Rescate en Tailandia

Cómo es el operativo de rescate en la cueva de Tailandia

El trayecto de salida incluye tramos por lugares secos pero también otros en los que los jóvenes tendrán que bucear

domingo 8 de julio de 2018 - 10:17 am

Horas atrás, comenzó el complicado rescate de los doce integrantes de un equipo de fútbol juvenil de Tailandia y de su entrenador, quienes quedaron atrapados en un complejo de cuevas de Tham Luang ubicado al norte del país el 23 de junio, cuando estaban en medio de una excursión y las fuertes lluvia inundaron el lugar.
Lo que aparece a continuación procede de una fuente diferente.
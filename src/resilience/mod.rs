//! Resilience for the stream and REST paths
//!
//! Reconnect backoff and transient-error retry.

pub mod retry;

pub use retry::{retry_transient, Backoff, BackoffConfig};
Ahora, los chicos que tienen entre 11 y 16 años y su profesor, de 25, esperan ser alcanzados por los buzos y arrancar con el operativo, que en total podría tardar hasta cuatro días, siempre dependiendo del clima.

En las últimas horas, el cese de las lluvias ayudó a que los socorristas pudieran comenzar a trabajar. Sin embargo, se espera que las precipitaciones vuelvan pronto, dado que el país está período monzones.
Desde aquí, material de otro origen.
//! Run stream client
//!
//! ## Table of Contents
//! - **StreamClient**: Opens `GET /runs/{id}/stream` and spawns the reader
//! - **StreamItem**: One validated frame or the terminal close/failure
//! - **FrameSubscription**: Pull-based consumer of a run stream
//! - **StreamHandle**: Push-based consumer with a cancel guarantee
//! - **ReconnectingStream**: Optional reconnect decorator
//!
//! Every message is decoded and validated before it reaches a consumer.
//! Messages that fail are logged and dropped; the stream stays open.

pub mod reconnect;
pub mod sse;
pub mod subscription;

pub use reconnect::{ReconnectingStream, RunStreamConnector, StreamConnector};
pub use sse::{SseDecoder, SseEvent};
pub use subscription::FrameSubscription;

use crate::client::problem_from_response;
use crate::config::ClientConfig;
use crate::error::{Result, TelemetryError};
use crate::metrics::{FrameOutcome, PipelineMetrics};
use crate::schema::{self, Frame};
use futures::StreamExt;
use parking_lot::Mutex;
use reqwest::header::ACCEPT;
use std::sync::Arc;
use std::time::Duration;
use tokio::sync::mpsc;
use tokio::task::JoinHandle;
use tracing::{debug, info, trace, warn};
use url::Url;
use uuid::Uuid;

/// One item of a run stream
#[derive(Debug)]
pub enum StreamItem {
    /// A frame that passed schema validation
    Frame(Frame),
    /// The server ended the stream
    Closed,
    /// The connection failed; nothing follows
    Failed(TelemetryError),
}

impl StreamItem {
    /// Whether this item ends the stream
    pub fn is_terminal(&self) -> bool {
        !matches!(self, StreamItem::Frame(_))
    }
}

/// How a push-based stream ended
#[derive(Debug)]
pub enum StreamOutcome {
    /// Server closed the stream
    Closed,
    /// Transport failure
    Failed(TelemetryError),
    /// Cancelled by the consumer
    Cancelled,
}

/// Client for per-run frame streams
#[derive(Clone)]
pub struct StreamClient {
    http: reqwest::Client,
    config: ClientConfig,
    metrics: Option<Arc<PipelineMetrics>>,
}

impl StreamClient {
    /// Create a stream client
    pub fn new(config: ClientConfig) -> Result<Self> {
        config.validate()?;
        // No overall timeout: a run stream stays open for the whole run.
        let http = reqwest::Client::builder()
            .connect_timeout(config.request_timeout.min(Duration::from_secs(30)))
            .build()
            .map_err(|e| TelemetryError::config(format!("failed to create HTTP client: {}", e)))?;

        Ok(Self {
            http,
            config,
            metrics: None,
        })
    }

    /// Record stream outcomes into `metrics`
    pub fn with_metrics(mut self, metrics: Arc<PipelineMetrics>) -> Self {
        self.metrics = Some(metrics);
        self
    }

    /// Client configuration
    pub fn config(&self) -> &ClientConfig {
        &self.config
    }

    /// Stream URL for a run, with the token as query parameter
    pub fn stream_url(&self, run_id: Uuid, token: &str) -> Result<Url> {
        let raw = self.config.url(&format!("/runs/{}/stream", run_id));
        let mut url = Url::parse(&raw)
            .map_err(|e| TelemetryError::config(format!("invalid stream URL {}: {}", raw, e)))?;
        url.query_pairs_mut().append_pair("token", token);
        Ok(url)
    }

    /// Open the stream for `run_id`
    ///
    /// Fails with [`TelemetryError::AuthRequired`] before any network
    /// activity when `token` is empty.
    pub async fn subscribe(&self, token: &str, run_id: Uuid) -> Result<FrameSubscription> {
        let token = token.trim();
        if token.is_empty() {
            return Err(TelemetryError::AuthRequired);
        }

        let url = self.stream_url(run_id, token)?;
        info!(run_id = %run_id, "Opening run stream");

        let response = self
            .http
            .get(url)
            .header(ACCEPT, "text/event-stream")
            .bearer_auth(token)
            .send()
            .await?;

        if !response.status().is_success() {
            return Err(problem_from_response(response).await);
        }

        let (tx, rx) = mpsc::channel(self.config.stream_buffer);
        let reader = tokio::spawn(read_frames(response, run_id, tx, self.metrics.clone()));
        Ok(FrameSubscription::with_reader(run_id, rx, reader.abort_handle()))
    }

    /// Open the stream and deliver each frame to `on_frame`
    pub async fn open<F>(&self, token: &str, run_id: Uuid, on_frame: F) -> Result<StreamHandle>
    where
        F: FnMut(Frame) + Send + 'static,
    {
        let subscription = self.subscribe(token, run_id).await?;
        Ok(StreamHandle::spawn(subscription, on_frame))
    }
}

struct OpenStreamGuard(Option<Arc<PipelineMetrics>>);

impl OpenStreamGuard {
    fn new(metrics: Option<Arc<PipelineMetrics>>) -> Self {
        if let Some(m) = &metrics {
            m.open_streams.inc();
        }
        Self(metrics)
    }
}

impl Drop for OpenStreamGuard {
    fn drop(&mut self) {
        if let Some(m) = &self.0 {
            m.open_streams.dec();
        }
    }
}

async fn read_frames(
    response: reqwest::Response,
    run_id: Uuid,
    tx: mpsc::Sender<StreamItem>,
    metrics: Option<Arc<PipelineMetrics>>,
) {
    let _guard = OpenStreamGuard::new(metrics.clone());
    let mut body = std::pin::pin!(response.bytes_stream());
    let mut decoder = SseDecoder::new();

    loop {
        let chunk = match body.next().await {
            Some(Ok(chunk)) => chunk,
            Some(Err(err)) => {
                warn!(run_id = %run_id, error = %err, "Run stream failed");
                let _ = tx.send(StreamItem::Failed(err.into())).await;
                return;
            }
            None => {
                debug!(run_id = %run_id, "Run stream closed by server");
                let _ = tx.send(StreamItem::Closed).await;
                return;
            }
        };

        for event in decoder.feed(&chunk) {
            if !event.is_frame() {
                trace!(run_id = %run_id, event = %event.event, "Skipping non-frame event");
                continue;
            }
            match schema::parse::<Frame>(&event.data) {
                Ok(frame) => {
                    if let (Some(m), Some(latency)) = (
                        &metrics,
                        frame.perf.as_ref().and_then(|p| p.frame_latency_ms),
                    ) {
                        m.record_latency(latency);
                    }
                    if tx.send(StreamItem::Frame(frame)).await.is_err() {
                        return;
                    }
                }
                Err(err) => {
                    if let Some(m) = &metrics {
                        m.record_frame(FrameOutcome::Rejected);
                    }
                    warn!(run_id = %run_id, error = %err, "Dropping invalid frame");
                }
            }
        }
    }
}

type FrameHandler = Box<dyn FnMut(Frame) + Send>;

/// Push-based consumer of a run stream
///
/// The handler runs on a spawned task. Once [`StreamHandle::cancel`] returns,
/// the handler is never invoked again. Do not call `cancel` from inside the
/// handler; let the handler record state and cancel from the owner.
pub struct StreamHandle {
    run_id: Uuid,
    handler: Arc<Mutex<Option<FrameHandler>>>,
    task: Option<JoinHandle<StreamOutcome>>,
}

impl StreamHandle {
    /// Drive `subscription` on a new task
    pub fn spawn<F>(mut subscription: FrameSubscription, on_frame: F) -> Self
    where
        F: FnMut(Frame) + Send + 'static,
    {
        let run_id = subscription.run_id();
        let handler: Arc<Mutex<Option<FrameHandler>>> = Arc::new(Mutex::new(Some(Box::new(on_frame))));
        let gate = Arc::clone(&handler);

        let task = tokio::spawn(async move {
            while let Some(item) = subscription.next().await {
                match item {
                    StreamItem::Frame(frame) => {
                        let mut slot = gate.lock();
                        match slot.as_mut() {
                            Some(deliver) => deliver(frame),
                            None => return StreamOutcome::Cancelled,
                        }
                    }
                    StreamItem::Closed => return StreamOutcome::Closed,
                    StreamItem::Failed(err) => return StreamOutcome::Failed(err),
                }
            }
            StreamOutcome::Cancelled
        });

        Self {
            run_id,
            handler,
            task: Some(task),
        }
    }

    /// Run the handle is scoped to
    pub fn run_id(&self) -> Uuid {
        self.run_id
    }

    /// Stop delivery and release the connection
    ///
    /// Waits for an in-flight handler call to return.
    pub fn cancel(&self) {
        let removed = self.handler.lock().take();
        if let Some(task) = &self.task {
            task.abort();
        }
        if removed.is_some() {
            info!(run_id = %self.run_id, "Run stream cancelled");
        }
    }

    /// Whether the handle has been cancelled
    pub fn is_cancelled(&self) -> bool {
        self.handler.lock().is_none()
    }

    /// Wait for the stream to end
    pub async fn wait(mut self) -> StreamOutcome {
        let Some(task) = self.task.take() else {
            return StreamOutcome::Cancelled;
        };
        match task.await {
            Ok(outcome) => outcome,
            Err(err) if err.is_cancelled() => StreamOutcome::Cancelled,
            Err(err) => StreamOutcome::Failed(TelemetryError::transport(format!(
                "stream task failed: {}",
                err
            ))),
        }
    }
}

impl Drop for StreamHandle {
    fn drop(&mut self) {
        if self.task.is_some() {
            self.cancel();
        }
    }
}

impl std::fmt::Debug for StreamHandle {
    fn fmt(&self, f: &mut std::fmt::Formatter<'_>) -> std::fmt::Result {
        f.debug_struct("StreamHandle")
            .field("run_id", &self.run_id)
            .field("cancelled", &self.is_cancelled())
            .finish()
    }
}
De acuerdo con lo informado por el diario El País, el trayecto de salida incluye tramos por lugares secos pero también otros en los que los jóvenes tendrán que bucear, algo que las autoridades manejan con cautela debido a que muchos de los chicos no saben nadar y ninguno de ellos tomó clases de buceo. Sin embargo, esperan que la ayuda de los profesionales baste para conseguir el éxito.

Dos buzos acompañan a cada niño, que llevará una máscara de oxígeno que le cubre toda la cara. En momentos en que la movilidad se complique debido a pasajes angostos, alguno de los adultos pasará primero la botella de oxígeno y luego ayudará al niño a cruzar para que no tenga que lidiar con el peso.

Durante todo el procedimiento, cuerdas tendidas a lo largo de los túneles actuarán como guías para que los rescatistas sepan hacían donde deben dirigirse. El último tramo de la cueva, justo antes de salir, lo podrán hacerlo caminando.

La zona más complicada para atravesar es la llamada “unión en T” o “intersección en T”, un espacio estrecho repleto de obstáculos, espacio en que el pasaje se convierte es una especie de tubo angosto por el que hay que escabullirse.

“El pasaje, muy estrecho, sube y luego baja” y requiere contorsionarse, explicó el gobernador de Chiang Rai Narongsak Osottanakorn, jefe del operativo.

Cuando por fin atraviesen este tramo dificultoso, los chicos estarán a menos de un kilómetro de la tercera galería, donde los socorristas instalaron su campamento base. Si bien desde allí aún restan dos kilómetros hasta la salida, la peor parte ya habrá pasado.